In this answer I proved that the first fundamental form is invariant under $r\mapsto r':= Or+b$, where $O$ is a $3\times 3$ orthogonal matrix and $b$ real. Note that $r'=r'(u,v)$. and

$$r'_j=\sum_{k=1}^3 O_{jk}r_k+b_j, $$

for all $j=1,2,3$.

Then $r'_u:=\frac{\partial r'}{\partial u}=O\frac{\partial r}{\partial u}$ and $r'_v:=\frac{\partial r'}{\partial v}=O\frac{\partial r}{\partial u}$, as $O$ does not depend on $(u,v)$; similarly $r'_{uu}=r_{uu}$ and $r'_{vv}=r_{vv}$. The normal vector w.r.t. $r'$ is then

$$n'=r'_u \times r'_v=\pm n,$$

as proved in the original reference (prop. A.1.6). It follows that

$$L'= r'_{uu}\cdot n'=\pm r_{uu}\cdot n=\pm L,$$ $$M' = r'_{uv}\cdot n'= \pm r_{uv}\cdot n=\pm M,$$

and similarly for the remaining coefficient of the second fundamental form, i.e. $N$.

The case of dilations is treated analogously. Please check this answer again for the explicit computations.

Answer 2

For the second part of the question, to understand the effect on the second fundamental form of applying a dilation, lets consider a hypersurface in $\mathbb{R}^n$ with the metric induced by the usual inner product $\langle \cdot , \cdot \rangle$.

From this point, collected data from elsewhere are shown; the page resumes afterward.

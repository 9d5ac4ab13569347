//! `.anm` per-part animation curve codec.
//!
//! One record holds a part's rotation keyframes, optional translation
//! keyframes, an optional etherlord scale block, and a morph-delta
//! tensor (frame x vertex x xyz). Two on-disk variants exist: the
//! standard one with u32 counts and f32 data, and a compact one with u16
//! counts and translations quantized to i16 at a 1/32768 step. Morph
//! counts are u32 in both.

use glam::{Quat, Vec3};
use tracing::warn;

use crate::util::{Error, Reader, Result, Writer};

/// Quantization step of compact-variant translation and scale channels.
const COMPACT_SCALE: f32 = 1.0 / 32768.0;

/// On-disk animation record variant.
#[derive(Debug, Clone, Copy, Default, PartialEq, Eq)]
pub enum AnmVariant {
    #[default]
    Standard,
    /// u16 counts, i16 quantized vectors.
    Compact,
}

/// Caller-owned decode/encode context. The scale block is not
/// self-describing, so its presence rides on the etherlord flag.
#[derive(Debug, Clone, Copy, Default, PartialEq, Eq)]
pub struct AnmOptions {
    pub variant: AnmVariant,
    pub etherlord: bool,
}

/// One part's animation curves.
#[derive(Debug, Clone, Default, PartialEq)]
pub struct Animation {
    pub name: String,
    /// One quaternion per keyframe; the frame count of the part.
    pub rotations: Vec<Quat>,
    /// Present for root parts; empty elsewhere in most models.
    pub translations: Vec<Vec3>,
    /// Etherlord-only scale channel.
    pub scalings: Vec<Vec3>,
    /// Morph deltas, `[frame][vertex]`.
    pub morphs: Vec<Vec<Vec3>>,
}

impl Animation {
    /// Frame count as defined by the rotation channel.
    #[inline]
    pub fn frame_count(&self) -> usize {
        self.rotations.len()
    }

    /// Decode an animation record.
    pub fn decode(name: &str, data: &[u8], options: AnmOptions) -> Result<Self> {
        let mut reader = Reader::new(data);
        let mut anim = Self { name: name.to_string(), ..Self::default() };

        let rot_count = read_count(&mut reader, options.variant)?;
        anim.rotations.reserve(rot_count);
        for _ in 0..rot_count {
            anim.rotations.push(reader.read_quat_wxyz()?);
        }

        let trans_count = read_count(&mut reader, options.variant)?;
        anim.translations.reserve(trans_count);
        for _ in 0..trans_count {
            anim.translations.push(read_vector(&mut reader, options.variant)?);
        }

        if options.etherlord {
            let scale_count = read_count(&mut reader, options.variant)?;
            anim.scalings.reserve(scale_count);
            for _ in 0..scale_count {
                anim.scalings.push(read_vector(&mut reader, options.variant)?);
            }
        }

        let morph_frame_count = reader.read_u32()? as usize;
        let morph_vert_count = reader.read_u32()? as usize;
        // records truncated right after the counts exist in the wild and
        // mean an empty tensor
        if reader.is_eof() {
            return Ok(anim);
        }
        anim.morphs.reserve(morph_frame_count);
        for _ in 0..morph_frame_count {
            let mut frame = Vec::with_capacity(morph_vert_count);
            for _ in 0..morph_vert_count {
                frame.push(reader.read_vec3()?);
            }
            anim.morphs.push(frame);
        }
        if !reader.is_eof() {
            warn!(name, trailing = reader.remaining(), "animation has trailing bytes");
        }
        Ok(anim)
    }

    /// Encode an animation record in the given variant.
    pub fn encode(&self, options: AnmOptions) -> Result<Vec<u8>> {
        if !options.etherlord && !self.scalings.is_empty() {
            return Err(Error::mismatch(
                "scale channel present but the record variant carries none",
            ));
        }
        // populated channels share the rotation channel's frame count
        for (channel, len) in [
            ("translation", self.translations.len()),
            ("scale", self.scalings.len()),
        ] {
            if len != 0 && len != self.rotations.len() {
                return Err(Error::mismatch(format!(
                    "{channel} channel holds {len} frames, rotations hold {}",
                    self.rotations.len()
                )));
            }
        }
        let vert_count = self.morphs.first().map_or(0, Vec::len);
        for (frame, row) in self.morphs.iter().enumerate() {
            if row.len() != vert_count {
                return Err(Error::mismatch(format!(
                    "morph frame {frame} holds {} vertices, expected {vert_count}",
                    row.len()
                )));
            }
        }

        let mut writer = Writer::new();
        write_count(&mut writer, self.rotations.len(), options.variant)?;
        for &rot in &self.rotations {
            writer.write_quat_wxyz(rot);
        }
        write_count(&mut writer, self.translations.len(), options.variant)?;
        for &trans in &self.translations {
            write_vector(&mut writer, trans, options.variant);
        }
        if options.etherlord {
            write_count(&mut writer, self.scalings.len(), options.variant)?;
            for &scale in &self.scalings {
                write_vector(&mut writer, scale, options.variant);
            }
        }
        writer.write_u32(self.morphs.len() as u32);
        writer.write_u32(vert_count as u32);
        for frame in &self.morphs {
            for &delta in frame {
                writer.write_vec3(delta);
            }
        }
        Ok(writer.into_bytes())
    }
}

fn read_count(reader: &mut Reader<'_>, variant: AnmVariant) -> Result<usize> {
    match variant {
        AnmVariant::Standard => Ok(reader.read_u32()? as usize),
        AnmVariant::Compact => Ok(reader.read_u16()? as usize),
    }
}

fn write_count(writer: &mut Writer, count: usize, variant: AnmVariant) -> Result<()> {
    match variant {
        AnmVariant::Standard => writer.write_u32(count as u32),
        AnmVariant::Compact => {
            if count > u16::MAX as usize {
                return Err(Error::mismatch(format!(
                    "{count} keyframes exceed the compact-variant limit"
                )));
            }
            writer.write_u16(count as u16);
        }
    }
    Ok(())
}

fn read_vector(reader: &mut Reader<'_>, variant: AnmVariant) -> Result<Vec3> {
    match variant {
        AnmVariant::Standard => reader.read_vec3(),
        AnmVariant::Compact => {
            let x = reader.read_i16()? as f32 * COMPACT_SCALE;
            let y = reader.read_i16()? as f32 * COMPACT_SCALE;
            let z = reader.read_i16()? as f32 * COMPACT_SCALE;
            Ok(Vec3::new(x, y, z))
        }
    }
}

fn write_vector(writer: &mut Writer, v: Vec3, variant: AnmVariant) {
    match variant {
        AnmVariant::Standard => writer.write_vec3(v),
        AnmVariant::Compact => {
            writer.write_i16((v.x / COMPACT_SCALE).round() as i16);
            writer.write_i16((v.y / COMPACT_SCALE).round() as i16);
            writer.write_i16((v.z / COMPACT_SCALE).round() as i16);
        }
    }
}

#[cfg(test)]
mod tests {
    use super::*;

    fn sample() -> Animation {
        Animation {
            name: "base".to_string(),
            rotations: vec![
                Quat::from_xyzw(0.0, 0.0, 0.0, 1.0),
                Quat::from_xyzw(0.5, 0.5, 0.5, 0.5),
            ],
            translations: vec![Vec3::new(1.0, 2.0, 3.0), Vec3::new(-1.0, 0.0, 0.5)],
            scalings: Vec::new(),
            morphs: vec![
                vec![Vec3::ZERO, Vec3::ONE],
                vec![Vec3::X, Vec3::Y],
            ],
        }
    }

    #[test]
    fn test_standard_roundtrip() {
        let anim = sample();
        let bytes = anim.encode(AnmOptions::default()).unwrap();
        let decoded = Animation::decode("base", &bytes, AnmOptions::default()).unwrap();
        assert_eq!(decoded, anim);
    }

    #[test]
    fn test_quaternion_disk_order() {
        let anim = sample();
        let bytes = anim.encode(AnmOptions::default()).unwrap();
        // first keyframe starts after the u32 count; w leads
        let w = f32::from_le_bytes(bytes[4..8].try_into().unwrap());
        assert_eq!(w, anim.rotations[0].w);
    }

    #[test]
    fn test_compact_roundtrip() {
        let mut anim = sample();
        // representable exactly on the 1/32768 grid
        anim.translations = vec![Vec3::new(0.5, -0.25, 0.125), Vec3::new(-0.5, 0.0, 0.75)];
        let options = AnmOptions { variant: AnmVariant::Compact, etherlord: false };
        let bytes = anim.encode(options).unwrap();
        let decoded = Animation::decode("base", &bytes, options).unwrap();
        assert_eq!(decoded.rotations, anim.rotations);
        assert_eq!(decoded.translations, anim.translations);
    }

    #[test]
    fn test_compact_quantizes() {
        let mut anim = sample();
        anim.translations = vec![Vec3::new(0.3, 0.0, 0.0), Vec3::ZERO];
        let options = AnmOptions { variant: AnmVariant::Compact, etherlord: false };
        let bytes = anim.encode(options).unwrap();
        let decoded = Animation::decode("base", &bytes, options).unwrap();
        assert!((decoded.translations[0].x - 0.3).abs() <= COMPACT_SCALE);
    }

    #[test]
    fn test_etherlord_scale_block() {
        let mut anim = sample();
        anim.scalings = vec![Vec3::ONE, Vec3::splat(2.0)];
        let options = AnmOptions { variant: AnmVariant::Standard, etherlord: true };
        let bytes = anim.encode(options).unwrap();
        let decoded = Animation::decode("base", &bytes, options).unwrap();
        assert_eq!(decoded, anim);

        // the flag is the only thing announcing the block
        assert!(anim.encode(AnmOptions::default()).is_err());
    }

    #[test]
    fn test_eof_after_morph_counts() {
        let mut w = Writer::new();
        w.write_u32(0); // rotations
        w.write_u32(0); // translations
        w.write_u32(5); // morph frames, data absent
        w.write_u32(7);
        let decoded = Animation::decode("stub", &w.into_bytes(), AnmOptions::default()).unwrap();
        assert!(decoded.morphs.is_empty());
    }

    #[test]
    fn test_channel_frame_counts_validated() {
        let mut anim = sample();
        anim.translations.pop();
        assert!(matches!(
            anim.encode(AnmOptions::default()),
            Err(Error::FormatMismatch(_))
        ));

        // an absent channel is not a mismatch
        let mut anim = sample();
        anim.translations.clear();
        anim.encode(AnmOptions::default()).unwrap();
    }

    #[test]
    fn test_inconsistent_morph_rows_rejected() {
        let mut anim = sample();
        anim.morphs[1].pop();
        assert!(matches!(
            anim.encode(AnmOptions::default()),
            Err(Error::FormatMismatch(_))
        ));
    }

    #[test]
    fn test_truncated() {
        let anim = sample();
        let bytes = anim.encode(AnmOptions::default()).unwrap();
        assert!(matches!(
            Animation::decode("base", &bytes[..9], AnmOptions::default()),
            Err(Error::TruncatedRecord { .. })
        ));
    }
}
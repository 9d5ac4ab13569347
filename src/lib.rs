//! # eiasset
//!
//! Rust implementation of the Evil Islands / Etherlords asset formats:
//! the hashed `.res` archive container and the binary records it holds.
//!
//! Original formats developed by Nival Interactive for the games' own
//! engine. This is an independent implementation aiming to match the
//! on-disk layouts bit for bit, including the name-hash table scheme the
//! engine uses to locate entries.
//!
//! ## Modules
//!
//! - [`util`] - Byte cursor, errors, cp1251 names
//! - [`res`] - `.res` archive container (read, write, repack)
//! - [`lnk`] - part hierarchy graphs
//! - [`fig`] - figure meshes with morph targets and packed UVs
//! - [`anm`] - per-part animation curves
//! - [`xform`] - rotation convention conversions
//! - [`model`] - whole-model import/export over nested archives
//!
//! ## Example
//!
//! ```ignore
//! use eiasset::res::{Mode, ResFile};
//!
//! let mut archive = ResFile::open("Figures.res")?;
//! for name in archive.entry_names() {
//!     println!("{name}");
//! }
//! ```

pub mod anm;
pub mod fig;
pub mod lnk;
pub mod model;
pub mod res;
pub mod util;
pub mod xform;

// Re-export commonly used types
pub use res::{Mode, ResFile};
pub use util::{Error, Result};

/// Prelude module for convenient imports
pub mod prelude {
    pub use crate::anm::{Animation, AnmOptions, AnmVariant};
    pub use crate::fig::{FigSignature, Figure};
    pub use crate::lnk::LinkGraph;
    pub use crate::model::{
        export_animation, export_model, import_animation, import_model, Bone, Model,
    };
    pub use crate::res::{EntryInfo, Mode, ResFile};
    pub use crate::util::{Error, Result};
    pub use crate::xform::AnimationSet;
}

Then we have a parameterisation $F$ of a surface in $\mathbb{R}^n$, and the dilation $\tilde{F} = \psi F$, where $\psi$ is a constant (independent of the spacial coordinates). We then notice that

\begin{equation} \frac{\partial \tilde{F}}{\partial x_i} = \psi\frac{\partial F}{\partial x_i}, \quad \mbox{and}\quad \frac{\partial^2 \tilde{F}}{\partial x_j\partial x_i} = \psi\frac{\partial^2 F}{\partial x_j\partial x_i}, \end{equation}

from which follows \begin{equation} \tilde{g}_{ij} = \left\langle \frac{\partial \tilde{F}}{\partial x_i} , \frac{\partial \tilde{F}}{\partial x_j} \right\rangle = \left\langle \psi \frac{\partial F}{\partial x_i} ,\psi \frac{\partial F}{\partial x_j} \right\rangle = \psi^2 g_{ij}. \end{equation}

Since the unit normal vector $\nu$ of the hypersurface $F$ is also a normal unit vector for the hypersurface $\tilde{F}$, we compute the second fundamental form as \begin{equation} \tilde{h}_{ij} = \left\langle \frac{\partial^2 \tilde{F}}{\partial x_j\partial x_i} , \nu\right\rangle = \psi \left\langle \frac{\partial^2 F}{\partial x_j\partial x_i} , \nu\right\rangle = \psi h_{ij}. \end{equation}